Why 2 spaces? It's been that way a long time, eclipse handles it and changing all the source is pointless.

Blank lines

1 blank line is enough.

Layout

it's

if (expr) {
  statement;
} else {
  statement;
}

No spaces before ')' no spaces after '('.

Do not use

if (expr) statement else statement;

or any other variant. It's less clear than the bracketed form. Also see the notes below.

Width

Try to keep it within 72 to 80 - anybody remember why 72 and 80? Some of us are old enough. Align parameters under each other etc etc.

Imports

Within groups sort alphabetically. Ordered as follows

  1. org.bedework
  2. edu
  3. net.fortuna (ical support)
  4. java
  5. javax
  6. org
  7. com

Remove (or comment out) all unused imports.

Method and field ordering

Keep the class ordered:

  1. Fields
  2. Constructors
  3. public
  4. protected
  5. private

Unused code

Try to keep it to a minimum. Eclipse will report all unused code - the ideal is zero messages. The practical is probably about 15-20.

conditional expression a ? b : c

Please don't. They are even frowned on by the certification book.

Setters and getters

The conventions is set before get - unfortunate that eclipse does it the other way but we already have a lot. Setters and getters are just about completely self documenting though the comment could say what the property is if it's not obvious (it usually is). Name the set parameter "val" and we have nice concise code:

  /** Set the description for this thing
   *
   * @param val  String description
   */
  public void setDescription(String val) {
    description = val;
  }

  /** Get the description for this thing
   *
   * @param val  String description
   */
  public String getDescription() {
    return description;
  }

Use the Setters and getters

Not so much a code style thing but very important. In the hibernate world (and many others like it) byte-code is injected into the classes to set property values. If you refer to the property directly other than in the getter or setter you can avoid triggering the fetch so you might get a null value instead of the actual db value.

Exception bad, Throwable good

There are whole classes of exception which throw Throwable rather then Exception. Catch these and wrap them othewise we can cause problems in the server environment, especially in the j2ee world.

Many exception classes bad - few good

This refers to the throws clause of methods. Listing large numbers of exceptions does not help.

It is possible to define an exception class for every type of exception that might occcur: it doesn't help much in the end. One exception per project is enough. The usual response to an exception is to report it and give up. Recovery is hard to impossible. Related to all of this is the j2ee behavior of terminating any session that throws an undeclared exception. At the session interface we have to declare all exception classes thrown. The fewer the better.
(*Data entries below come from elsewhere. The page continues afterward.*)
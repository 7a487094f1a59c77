use chrono::Utc;
use serde::Serialize;

/// Longest message the annotation gateway accepts, in characters.
pub const MAX_MESSAGE_CHARS: usize = 256;

const ELLIPSIS: &str = "...";
const TRUNCATED_PREFIX_CHARS: usize = 252;

/// Event status level. The gateway treats a missing level as `INFO`.
#[derive(Debug, Clone, Copy, PartialEq, Eq, Serialize)]
#[serde(rename_all = "UPPERCASE")]
pub enum EventLevel {
    Info,
    Warn,
    Error,
}

impl std::fmt::Display for EventLevel {
    fn fmt(&self, f: &mut std::fmt::Formatter<'_>) -> std::fmt::Result {
        match self {
            Self::Info => write!(f, "INFO"),
            Self::Warn => write!(f, "WARN"),
            Self::Error => write!(f, "ERROR"),
        }
    }
}

/// A timeline annotation posted to the event gateway.
///
/// Only built through [`AnnotationEvent::new`], so the message is always
/// within the gateway limit. Events are encode-only:
///
/// ```compile_fail
/// let event: stackdriver::AnnotationEvent =
///     serde_json::from_str(r#"{"message":"m","event_epoch":1}"#).unwrap();
/// ```
#[derive(Debug, Clone, PartialEq, Eq, Serialize)]
pub struct AnnotationEvent {
    message: String,
    /// Person or robot the annotation should be attributed to.
    #[serde(skip_serializing_if = "Option::is_none")]
    annotated_by: Option<String>,
    #[serde(skip_serializing_if = "Option::is_none")]
    level: Option<EventLevel>,
    /// Events with an instance id show up under that instance's context.
    #[serde(skip_serializing_if = "Option::is_none")]
    instance_id: Option<String>,
    /// Unix timestamp of where the event appears in the timeline.
    event_epoch: i64,
}

impl AnnotationEvent {
    /// Creates an event, truncating `message` to the gateway limit.
    pub fn new(message: impl AsRef<str>, event_epoch: i64) -> Self {
        Self {
            message: truncate_message(message.as_ref()),
            annotated_by: None,
            level: None,
            instance_id: None,
            event_epoch,
        }
    }

    /// Creates an event stamped with the current time.
    pub fn now(message: impl AsRef<str>) -> Self {
        Self::new(message, Utc::now().timestamp())
    }

    pub fn annotated_by(mut self, annotated_by: &str) -> Self {
        self.annotated_by = super::non_empty(Some(annotated_by));
        self
    }

    pub fn level(mut self, level: EventLevel) -> Self {
        self.level = Some(level);
        self
    }

    pub fn instance_id(mut self, instance_id: &str) -> Self {
        self.instance_id = super::non_empty(Some(instance_id));
        self
    }

    pub fn message(&self) -> &str {
        &self.message
    }

    pub fn event_epoch(&self) -> i64 {
        self.event_epoch
    }
}

/// Messages over 256 characters keep their first 252 characters plus `...`.
///
/// Counts `char`s, so multi-byte text is never split inside a code point.
pub fn truncate_message(message: &str) -> String {
    if message.chars().count() <= MAX_MESSAGE_CHARS {
        return message.to_string();
    }

    let mut truncated: String = message.chars().take(TRUNCATED_PREFIX_CHARS).collect();
    truncated.push_str(ELLIPSIS);
    truncated
}

#[cfg(test)]
mod tests {
    use super::*;
    use serde_json::json;

    #[test]
    fn short_messages_are_unchanged() {
        assert_eq!(truncate_message(""), "");
        assert_eq!(truncate_message("deployed"), "deployed");

        let exact = "a".repeat(256);
        assert_eq!(truncate_message(&exact), exact);
    }

    #[test]
    fn long_messages_are_truncated_with_ellipsis() {
        let long = "b".repeat(257);
        let truncated = truncate_message(&long);

        assert_eq!(truncated.chars().count(), 255);
        assert!(truncated.ends_with("..."));
        assert_eq!(&truncated[..252], &long[..252]);
    }

    #[test]
    fn truncation_respects_char_boundaries() {
        let long = "é".repeat(300);
        let truncated = truncate_message(&long);

        assert_eq!(truncated.chars().count(), 255);
        assert!(truncated.starts_with(&"é".repeat(252)));
        assert!(truncated.ends_with("..."));
    }

    #[test]
    fn optional_fields_are_omitted() {
        let event = AnnotationEvent::new("restarted", 1_700_000_000);

        assert_eq!(
            serde_json::to_value(&event).unwrap(),
            json!({"message": "restarted", "event_epoch": 1_700_000_000})
        );
    }

    #[test]
    fn builder_sets_every_field() {
        let event = AnnotationEvent::new("disk full", 42)
            .annotated_by("ops-bot")
            .level(EventLevel::Error)
            .instance_id("i-1234");

        assert_eq!(
            serde_json::to_value(&event).unwrap(),
            json!({
                "message": "disk full",
                "annotated_by": "ops-bot",
                "level": "ERROR",
                "instance_id": "i-1234",
                "event_epoch": 42
            })
        );
    }

    #[test]
    fn empty_optional_strings_are_treated_as_absent() {
        let event = AnnotationEvent::new("noop", 1).annotated_by("").instance_id("");
        let value = serde_json::to_value(&event).unwrap();

        assert!(value.get("annotated_by").is_none());
        assert!(value.get("instance_id").is_none());
    }

    #[test]
    fn constructor_truncates_message() {
        let event = AnnotationEvent::new("x".repeat(1000), 1);
        assert_eq!(event.message().len(), 255);
    }
}
//! # note-service
//!
//! Minimal note-taking HTTP service backed by PostgreSQL.
//!
//! Clients submit short text notes and retrieve the full note history
//! newest-first as a plain-text document. The service owns nothing
//! beyond accepting a note, persisting it, and rendering what is
//! stored — no auth, no editing, no pagination.
//!
//! ## Architecture
//!
//! ```text
//! Clients (HTTP)
//!     │
//!     ├── REST Handlers (api/)
//!     │
//!     ├── NoteStore trait (store/repository.rs)
//!     │       └── NoteRepository over sqlx::PgPool
//!     │
//!     └── Store Connector (store/connector.rs)
//!             startup-only: retry probe, pool setup, schema
//! ```
//!
//! At startup the store connector blocks until PostgreSQL answers a
//! liveness probe (bounded fixed-delay retries), ensures the `notes`
//! table exists, and hands a connection pool to the repository. Only
//! then does the HTTP listener bind.

pub mod api;
pub mod app_state;
pub mod config;
pub mod error;
pub mod store;
//! REST endpoint handlers organized by resource.

pub mod notes;
pub mod system;

use axum::Router;

use crate::app_state::AppState;

/// Composes all resource routes.
pub fn routes() -> Router<AppState> {
    Router::new().merge(notes::routes()).merge(system::routes())
}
Subclasses of a global package exception class are not included in this. They are useful for identifying which particular exception was caught - for example access denied exceptions.

Do NOT swallow exceptions

Always report in some way - do NOT continue - rethrow the (wrapped) exception or recover. If you cannot figure out what to do then FAIL and let somebody else figure it out.

Some notes from enerjy.com

-------------------------------------------------
Omitting braces: Not just a matter of style
-------------------------------------------------

According to our analysis of more than 100 Java projects, one of the most violated rules is 'missing braces in If statement.' Although often considered to be merely a stylistic preference, we found that omitting braces is actually a good indicator of probable buggy code.

For example, when developers need to add to existing code and forget to add braces where the original statement only contained a single line of executable code, e.g.

//original code
if (condition)
  doSomething();

//new code
if (condition)
  doSomething();
  doSomethingElse();

The intent of ‘doSomethingElse()’ is only meant to execute if ‘condition’ is true. However, omitting the braces in the If statement means doSomethingElse() will execute regardless of the value of ‘condition,’ hence the bug.